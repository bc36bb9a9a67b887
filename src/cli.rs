// src/cli.rs

use clap::Parser;

#[derive(Parser, Debug)]
#[clap(
    author,
    version,
    about = "Loops a single video clip, with an optional pause between plays.",
    long_about = "Loops a single video clip, with an optional pause between plays.\n\
                  Place video files in the ./video folder next to the executable."
)]
pub struct Cli {
    /// Run in test mode, inside a 720 x 360 window.
    #[clap(short, long, action = clap::ArgAction::SetTrue)]
    pub test: bool,

    /// The video clip to run.
    #[clap(short, long)]
    pub video: Option<String>,

    /// Minutes to pause between each loop.
    #[clap(short, long, default_value_t = 0.0, value_parser = parse_sleep_minutes)]
    pub sleep: f64,

    /// Select a video at random from the video folder.
    #[clap(short, long, action = clap::ArgAction::SetTrue)]
    pub random: bool,

    /// Folder scanned by --random. Defaults to ./video next to the executable.
    #[clap(short = 'd', long)]
    pub video_dir: Option<String>,

    /// Print the selected clip's duration and exit without playing it.
    #[clap(short, long, action = clap::ArgAction::SetTrue)]
    pub probe: bool,
}

/// Accepts any finite, non-negative number of minutes (fractions allowed).
fn parse_sleep_minutes(value: &str) -> Result<f64, String> {
    let minutes: f64 = value
        .trim()
        .parse()
        .map_err(|_| format!("'{}' is not a number of minutes", value))?;
    if !minutes.is_finite() || minutes < 0.0 {
        return Err(format!(
            "sleep must be a non-negative number of minutes, got '{}'",
            value
        ));
    }
    Ok(minutes)
}

#[cfg(test)]
mod tests {
    use super::*;

    #[test]
    fn test_parse_full_invocation() {
        let cli = Cli::try_parse_from(["video_looper", "--video", "clip.mp4", "--sleep", "0.5", "--test"])
            .unwrap();
        assert_eq!(cli.video.as_deref(), Some("clip.mp4"));
        assert!((cli.sleep - 0.5).abs() < f64::EPSILON);
        assert!(cli.test);
        assert!(!cli.random);
        assert!(!cli.probe);
    }

    #[test]
    fn test_sleep_defaults_to_zero() {
        let cli = Cli::try_parse_from(["video_looper", "-r"]).unwrap();
        assert!(cli.random);
        assert_eq!(cli.sleep, 0.0);
    }

    #[test]
    fn test_rejects_negative_sleep() {
        assert!(Cli::try_parse_from(["video_looper", "--sleep", "-1"]).is_err());
        assert!(Cli::try_parse_from(["video_looper", "--sleep", "NaN"]).is_err());
        assert!(Cli::try_parse_from(["video_looper", "--sleep", "soon"]).is_err());
    }
}
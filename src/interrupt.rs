// src/interrupt.rs

use std::io;

/// Listener for the user's Ctrl-C.
///
/// The OS handler is registered in [`Interrupt::install`], not on first poll,
/// so a Ctrl-C that arrives while the player is starting is queued instead of
/// killing the process and leaving the player running in its own group.
pub struct Interrupt {
    #[cfg(unix)]
    signal: tokio::signal::unix::Signal,
    #[cfg(windows)]
    signal: tokio::signal::windows::CtrlC,
}

impl Interrupt {
    /// Registers the SIGINT handler. Must be called from inside the runtime.
    ///
    /// # Errors
    ///
    /// Returns an error if the signal handler cannot be registered.
    pub fn install() -> io::Result<Self> {
        #[cfg(unix)]
        let signal = tokio::signal::unix::signal(tokio::signal::unix::SignalKind::interrupt())?;
        #[cfg(windows)]
        let signal = tokio::signal::windows::ctrl_c()?;
        Ok(Self { signal })
    }

    /// Resolves once an interrupt has been received since the last call.
    pub async fn recv(&mut self) {
        if self.signal.recv().await.is_none() {
            // The listener was torn down; no interrupt will ever arrive.
            std::future::pending::<()>().await;
        }
    }
}

#[cfg(all(test, unix))]
mod tests {
    use super::*;
    use std::process::Command;
    use std::time::Duration;

    #[tokio::test]
    async fn test_interrupt_before_first_wait_is_queued() {
        let mut interrupt = Interrupt::install().unwrap();

        // Not polled yet: the state the controller is in while the player starts.
        let status = Command::new("kill")
            .arg("-INT")
            .arg(std::process::id().to_string())
            .status()
            .unwrap();
        assert!(status.success());

        tokio::time::timeout(Duration::from_secs(5), interrupt.recv())
            .await
            .expect("queued interrupt was not delivered");
    }
}
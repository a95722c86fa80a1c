//! Quota-aware credential pool with round-robin checkout
//!
//! The pool keeps credential state in an arena (`Vec<Credential>`) and drives
//! rotation order through a ring of indices (`VecDeque<usize>`), both behind a
//! single async mutex. A checkout pass scans the ring once, pessimistically
//! decrementing each visited credential and moving it to the back, so two
//! concurrent callers can never double-spend the same unit of quota. Waiting
//! for a quota reset never holds the lock.

use crate::credentials::{Credential, PoolError, QuotaProbe, RateLimit};
use chrono::{DateTime, Duration as ChronoDuration, Utc};
use std::collections::VecDeque;
use std::path::Path;
use std::sync::Arc;
use std::time::Duration;
use tokio::sync::Mutex;

/// Extra margin added past the earliest known reset time before resyncing
const DEFAULT_GRACE: Duration = Duration::from_secs(10);

/// How far out a quota report's reset time defaults when the caller has none
const DEFAULT_RESET_TTL_SECS: i64 = 3600;

struct Inner {
    /// Credential arena; indices are stable for the pool's lifetime
    credentials: Vec<Credential>,

    /// Rotation ring of arena indices; front is the next candidate
    rotation: VecDeque<usize>,
}

/// Pool of rate-limited API credentials
///
/// Serves quota-aware checkout to many concurrent callers and reconciles
/// asynchronous, possibly out-of-order quota reports. Never empty after
/// successful construction.
pub struct CredentialPool {
    inner: Mutex<Inner>,
    probe: Arc<dyn QuotaProbe>,
    grace: Duration,
}

impl CredentialPool {
    /// Creates a pool from already-probed credentials
    ///
    /// # Arguments
    ///
    /// * `credentials` - Initial credential states; must be non-empty
    /// * `probe` - Source of authoritative quota observations for resync
    ///
    /// # Returns
    ///
    /// * `Ok(CredentialPool)` - Pool ready to serve checkouts
    /// * `Err(PoolError::Empty)` - No credentials were provided
    pub fn new(
        credentials: Vec<Credential>,
        probe: Arc<dyn QuotaProbe>,
    ) -> Result<Self, PoolError> {
        if credentials.is_empty() {
            return Err(PoolError::Empty);
        }

        let rotation = (0..credentials.len()).collect();
        Ok(Self {
            inner: Mutex::new(Inner {
                credentials,
                rotation,
            }),
            probe,
            grace: DEFAULT_GRACE,
        })
    }

    /// Overrides the post-reset grace margin (tests use short margins)
    pub fn with_grace(mut self, grace: Duration) -> Self {
        self.grace = grace;
        self
    }

    /// Loads a pool from a credential file, one API key per line
    ///
    /// Every listed key is probed once; keys that fail the probe are skipped
    /// with a warning. Construction fails if no key passes.
    ///
    /// # Arguments
    ///
    /// * `path` - Path to the key file
    /// * `probe` - Source of quota observations, also kept for resync
    ///
    /// # Returns
    ///
    /// * `Ok(CredentialPool)` - At least one key passed its initial probe
    /// * `Err(PoolError)` - File unreadable or zero usable keys
    pub async fn load(path: &Path, probe: Arc<dyn QuotaProbe>) -> Result<Self, PoolError> {
        let content = tokio::fs::read_to_string(path).await?;

        let mut credentials = Vec::new();
        for line in content.lines() {
            let key = line.trim();
            if key.is_empty() {
                continue;
            }

            match probe.probe(key).await {
                Ok(limit) => {
                    tracing::info!(
                        "Credential accepted (remaining: {}, resets at {})",
                        limit.remaining,
                        limit.reset_at
                    );
                    credentials.push(Credential::new(key, limit));
                }
                Err(e) => {
                    tracing::warn!("Skipping credential that failed its initial probe: {}", e);
                }
            }
        }

        if credentials.is_empty() {
            return Err(PoolError::NoUsableCredentials {
                path: path.display().to_string(),
            });
        }

        Self::new(credentials, probe)
    }

    /// Checks out a usable API key, suspending until one is available
    ///
    /// Scans the rotation once per attempt. Each visited credential is
    /// decremented and moved to the back regardless of outcome; the key is
    /// returned when the pre-decrement remaining was positive. If a full pass
    /// finds nothing, the caller sleeps until the earliest known reset time
    /// plus the grace margin, resyncs every credential from the probe, and
    /// scans again. This loops indefinitely; it only ever returns a key.
    pub async fn checkout(&self) -> String {
        loop {
            let (found, min_reset) = {
                let mut inner = self.inner.lock().await;
                let mut min_reset: Option<DateTime<Utc>> = None;
                let mut found = None;

                for _ in 0..inner.rotation.len() {
                    let Some(idx) = inner.rotation.pop_front() else {
                        break;
                    };
                    inner.rotation.push_back(idx);

                    let cred = &mut inner.credentials[idx];
                    let before = cred.remaining;
                    cred.remaining -= 1;

                    min_reset = Some(match min_reset {
                        Some(m) => m.min(cred.reset_at),
                        None => cred.reset_at,
                    });

                    if before > 0 {
                        found = Some(cred.key.clone());
                        break;
                    }
                }

                (found, min_reset)
            };

            if let Some(key) = found {
                return key;
            }

            // Construction guarantees a non-empty rotation, so a fruitless
            // pass always observed at least one reset time.
            let Some(min_reset) = min_reset else {
                tokio::time::sleep(self.grace).await;
                continue;
            };

            let grace = ChronoDuration::from_std(self.grace).unwrap_or(ChronoDuration::zero());
            if let Ok(wait) = (min_reset - Utc::now() + grace).to_std() {
                tracing::debug!(
                    "All credentials exhausted, waiting {:?} for the earliest reset",
                    wait
                );
                tokio::time::sleep(wait).await;
            }

            self.resync().await;
        }
    }

    /// Applies an authoritative quota report for one key
    ///
    /// Reports may arrive concurrently and out of order, so reconciliation is
    /// conservative: remaining takes the minimum of reported and stored (local
    /// decrements already reserved quota ahead of confirmation), reset takes
    /// the maximum. The rule is commutative and idempotent under arbitrary
    /// interleaving.
    ///
    /// # Arguments
    ///
    /// * `key` - The credential the report is about
    /// * `remaining` - Quota observed in a real API response
    /// * `reset_at` - Observed reset time; defaults to one hour out if absent
    pub async fn report(&self, key: &str, remaining: i64, reset_at: Option<DateTime<Utc>>) {
        let reset_at =
            reset_at.unwrap_or_else(|| Utc::now() + ChronoDuration::seconds(DEFAULT_RESET_TTL_SECS));

        let mut inner = self.inner.lock().await;
        match inner.credentials.iter_mut().find(|c| c.key == key) {
            Some(cred) => {
                cred.remaining = cred.remaining.min(remaining);
                cred.reset_at = cred.reset_at.max(reset_at);
            }
            None => {
                tracing::warn!("Ignoring quota report for a key not in the pool");
            }
        }
    }

    /// Refreshes every credential's quota from the authoritative probe
    ///
    /// Probe failures leave the stale entry in place; keys are never removed
    /// after construction.
    pub async fn resync(&self) {
        let keys: Vec<(usize, String)> = {
            let inner = self.inner.lock().await;
            inner
                .credentials
                .iter()
                .enumerate()
                .map(|(idx, c)| (idx, c.key.clone()))
                .collect()
        };

        for (idx, key) in keys {
            match self.probe.probe(&key).await {
                Ok(limit) => {
                    let mut inner = self.inner.lock().await;
                    let cred = &mut inner.credentials[idx];
                    cred.remaining = limit.remaining;
                    cred.reset_at = limit.reset_at;
                }
                Err(e) => {
                    tracing::warn!("Quota resync failed for a credential: {}", e);
                }
            }
        }
    }

    /// Returns a copy of every credential's current state
    pub async fn snapshot(&self) -> Vec<Credential> {
        self.inner.lock().await.credentials.clone()
    }

    /// Sums the known remaining quota across all credentials
    pub async fn total_remaining(&self) -> i64 {
        self.inner
            .lock()
            .await
            .credentials
            .iter()
            .map(|c| c.remaining)
            .sum()
    }

    /// Number of credentials in the pool
    pub async fn len(&self) -> usize {
        self.inner.lock().await.credentials.len()
    }

    /// Always false after successful construction
    pub async fn is_empty(&self) -> bool {
        self.inner.lock().await.credentials.is_empty()
    }
}

impl std::fmt::Debug for CredentialPool {
    fn fmt(&self, f: &mut std::fmt::Formatter<'_>) -> std::fmt::Result {
        f.debug_struct("CredentialPool")
            .field("grace", &self.grace)
            .finish_non_exhaustive()
    }
}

____________

WORK REQUEST
Return each line of the listing that holds the string "install".

OUTPUT FOR THIS TASK
/// The OS handler is registered in [`Interrupt::install`], not on first poll,
    pub fn install() -> io::Result<Self> {
        let mut interrupt = Interrupt::install().unwrap();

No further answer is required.